C13orf42 | |||||||||||||||||||||||||||||||||||||||||||||||||||
---|---|---|---|---|---|---|---|---|---|---|---|---|---|---|---|---|---|---|---|---|---|---|---|---|---|---|---|---|---|---|---|---|---|---|---|---|---|---|---|---|---|---|---|---|---|---|---|---|---|---|---|
Identifiers | |||||||||||||||||||||||||||||||||||||||||||||||||||
Aliases | C13orf42 , LINC00372, LINC00371, long intergenic non-protein coding RNA 371, chromosome 13 open reading frame 42 | ||||||||||||||||||||||||||||||||||||||||||||||||||
External IDs | GeneCards: C13orf42 | ||||||||||||||||||||||||||||||||||||||||||||||||||
| |||||||||||||||||||||||||||||||||||||||||||||||||||
| |||||||||||||||||||||||||||||||||||||||||||||||||||
| |||||||||||||||||||||||||||||||||||||||||||||||||||
Wikidata | |||||||||||||||||||||||||||||||||||||||||||||||||||
|
C13orf42 is a protein which, in humans, is encoded by the gene chromosome 13 open reading frame 42 (C13orf42). RNA sequencing data shows low expression of the C13orf42 gene in a variety of tissues. [3] The C13orf42 protein is predicted to be localized in the mitochondria, nucleus, and cytosol. [4] Tertiary structure predictions for C13orf42 indicate multiple alpha helices. [5]
C13orf42 is a protein encoding gene containing 4 exons. C13orf42 is also known by aliases LINC00371 and LINC00372. [3] RNA sequencing shows the gene's expression at low levels in various tissues. [3] [6]
C13orf42 is located on the minus strand of chromosome 13 at 13q14.3 in humans. [3] [7] C13orf42 is located from 51.08 Mb to 51.20 Mb on chromosome 13 and spans 118 kilobases. [8]
The genomic neighborhood of C13orf42 consists of several pseudogenes along with ribonuclease H2 subunit B (RNASEH2B), uncharacterized LOC107984554, and family with sequence similarity 124 member A (FAM124A). [3]
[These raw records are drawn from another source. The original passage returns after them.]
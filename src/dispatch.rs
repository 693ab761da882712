//! Inbound message dispatch.
//!
//! DESIGN
//! ======
//! One decoded frame in, one `(kind, payload)` pair out. Control kinds are
//! handled synchronously on the read path; invocations run their callback on
//! a spawned task so a slow handler never stalls the reader. Completions
//! resolve a pending-invocation table keyed by invocation id.
//!
//! TRADE-OFFS
//! ==========
//! Callback concurrency is bounded by a semaphore rather than a worker pool:
//! permits cost nothing when idle and the reject-on-saturation policy keeps
//! the read loop responsive instead of stalling it behind a full queue.

use std::collections::HashMap;
use std::sync::{Arc, Mutex, PoisonError};

use serde_json::Value;
use tokio::sync::{Semaphore, oneshot};

use crate::error::ClientError;
use crate::protocol::{Envelope, MessageKind};

/// Terminal outcome of an invocation: the peer's `result` or its `error`.
pub type CompletionOutcome = Result<Option<String>, String>;

/// Application callback for inbound invocations. Runs on a spawned task;
/// the dispatcher does not wait for it.
pub type InvocationHandler = Arc<dyn Fn(Envelope) + Send + Sync>;

/// One dispatched inbound message: its kind and the raw decoded payload.
#[derive(Clone, Debug)]
pub struct Dispatched {
    pub kind: MessageKind,
    pub payload: Value,
}

// =============================================================================
// PENDING INVOCATIONS
// =============================================================================

/// Table of invocations awaiting a completion, keyed by invocation id.
/// Each entry resolves exactly once; dropping the table's senders wakes
/// every waiter with a closed-channel error.
#[derive(Debug, Default)]
pub struct PendingInvocations {
    entries: Mutex<HashMap<String, oneshot::Sender<CompletionOutcome>>>,
}

impl PendingInvocations {
    /// Register an invocation id and obtain the receiver its completion
    /// will resolve.
    pub fn register(&self, invocation_id: impl Into<String>) -> oneshot::Receiver<CompletionOutcome> {
        let (sender, receiver) = oneshot::channel();
        self.lock().insert(invocation_id.into(), sender);
        receiver
    }

    /// Drop a registration whose invocation was never written to the socket.
    pub fn discard(&self, invocation_id: &str) {
        self.lock().remove(invocation_id);
    }

    /// Resolve the entry matching this completion envelope. Returns false
    /// when no entry matches (a non-fatal anomaly the caller may log).
    fn resolve(&self, envelope: &Envelope) -> bool {
        let Some(invocation_id) = envelope.invocation_id.as_deref() else {
            return false;
        };
        let Some(sender) = self.lock().remove(invocation_id) else {
            return false;
        };

        let outcome = match envelope.error.as_deref().filter(|e| !e.is_empty()) {
            Some(error) => Err(error.to_owned()),
            None => Ok(envelope.result.clone()),
        };
        // The waiter may have given up; that is not our problem.
        let _ = sender.send(outcome);
        true
    }

    /// Drop every entry, waking all waiters with a closed-channel error.
    pub fn clear(&self) {
        self.lock().clear();
    }

    #[must_use]
    pub fn is_empty(&self) -> bool {
        self.lock().is_empty()
    }

    fn lock(&self) -> std::sync::MutexGuard<'_, HashMap<String, oneshot::Sender<CompletionOutcome>>> {
        self.entries.lock().unwrap_or_else(PoisonError::into_inner)
    }
}

// =============================================================================
// DISPATCHER
// =============================================================================

/// Routes decoded frames by message kind.
pub struct Dispatcher {
    pending: Arc<PendingInvocations>,
    inflight: Arc<Semaphore>,
    limit: usize,
}

impl Dispatcher {
    /// `max_inflight` bounds concurrent invocation callbacks.
    #[must_use]
    pub fn new(max_inflight: usize) -> Self {
        Self {
            pending: Arc::new(PendingInvocations::default()),
            inflight: Arc::new(Semaphore::new(max_inflight)),
            limit: max_inflight,
        }
    }

    /// The pending-invocation table completions resolve against.
    #[must_use]
    pub fn pending(&self) -> Arc<PendingInvocations> {
        Arc::clone(&self.pending)
    }

    /// Decode one frame payload and route it.
    ///
    /// Invocations run `on_invocation` on a spawned task, bounded by the
    /// in-flight limit. Completions resolve the pending table. Everything
    /// else — stream items, stream/cancel invocations, pings, closes, and
    /// unknown discriminants — passes through for the caller to handle.
    ///
    /// # Errors
    ///
    /// [`ClientError::MessageDecode`] for malformed JSON or a missing `type`
    /// field; [`ClientError::InvocationQueueFull`] when the callback bound is
    /// saturated (the frame is still decoded, the callback is not run).
    pub fn dispatch(&self, payload: &[u8], on_invocation: &InvocationHandler) -> Result<Dispatched, ClientError> {
        let value: Value = serde_json::from_slice(payload)?;
        let envelope: Envelope = serde_json::from_value(value.clone())?;
        let kind = envelope.message_kind();

        match kind {
            MessageKind::Invocation => self.spawn_invocation(envelope, on_invocation)?,
            MessageKind::Completion => {
                if !self.pending.resolve(&envelope) {
                    tracing::warn!(
                        invocation_id = envelope.invocation_id.as_deref().unwrap_or("<none>"),
                        "completion without a pending invocation"
                    );
                }
            }
            MessageKind::Close => {
                tracing::info!(error = envelope.error.as_deref().unwrap_or(""), "server sent close");
            }
            MessageKind::Unknown(discriminant) => {
                tracing::debug!(discriminant, "unknown message kind");
            }
            _ => {}
        }

        Ok(Dispatched { kind, payload: value })
    }

    fn spawn_invocation(&self, envelope: Envelope, on_invocation: &InvocationHandler) -> Result<(), ClientError> {
        let permit = Arc::clone(&self.inflight)
            .try_acquire_owned()
            .map_err(|_| ClientError::InvocationQueueFull { limit: self.limit })?;

        let handler = Arc::clone(on_invocation);
        tokio::spawn(async move {
            handler(envelope);
            drop(permit);
        });
        Ok(())
    }
}

#[cfg(test)]
#[path = "dispatch_test.rs"]
mod tests;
RNA sequencing of C13orf42 shows expression in a variety of tissues including the spleen, kidney, heart, brain, testis, skin, esophagus, colon, small intestine, stomach, lung, placenta, salivary gland, thymus, and adipose. [3] RNA sequencing of human fetal tissue shows C13orf42 expression starting at 20 weeks in the intestine, 16 weeks in the kidney, 10 weeks in the lung, and expression in the stomach is seen at 16 weeks but not 10, 18, or 20 weeks. [3] Recorded RNA expression is very low, with all results being lower than 0.5 reads per kilobase of transcript per million reads mapped (RPKM). Microarray data from NCBI geo (GDS425) shows expression in additional tissues including bone marrow, liver, skeletal muscle, spinal cord, and pancreas. [6]
C13orf42 produces four known transcript variants, variant 1, variant 2, variant 3, and variant X1. Transcript variant 3 (accession number: NM_001351589.3) is the longest high-quality mRNA at 3075 nucleotides. [10] Transcript variant 3 contains 4 exons and encodes a 325 amino acid protein.
Transcript variants 1, 2, and X1 all lack the first exon but align with exons 2, 3, and 4 of transcript variant 3. Variants 1 and 2 are not protein encoding, while variants 3 and X1 are protein coding. Variant X1 is 2717 nucleotides long and encodes a 189 amino acid protein which aligns with the last 187 amino acids of the longer protein encoded by transcript variant 3 and differs in its first two amino acids. [11] [12]
There are two known proteins encoded by the isoforms of C13orf42. [13] Transcript variant 3 encodes the longest protein at 325 amino acids long. [13] Transcript variant X1 encodes a 189 amino acid long protein. [13] This protein aligns with exons 2, 3, and 4 of the 325 amino acid protein, but is missing exon 1. [12]
C13orf42 has a predicted isoelectric point of 9.3 and a predicted molecular weight of 37.4 kDa. [14] Human C13orf42 is a serine rich and positively charged amino acid (lysine and arginine) rich protein. [15] This composition is partially conserved in orthologs.
The C13orf42 tertiary structure of the highest confidence predicted by I-Tasser is predicted to have many alpha helices. [5] In the structure below, residues indicated to be present in C13orf42 in higher amounts (serine, lysine and arginine) are annotated. [16] A space filling model and a charge model is also shown for C13orf42.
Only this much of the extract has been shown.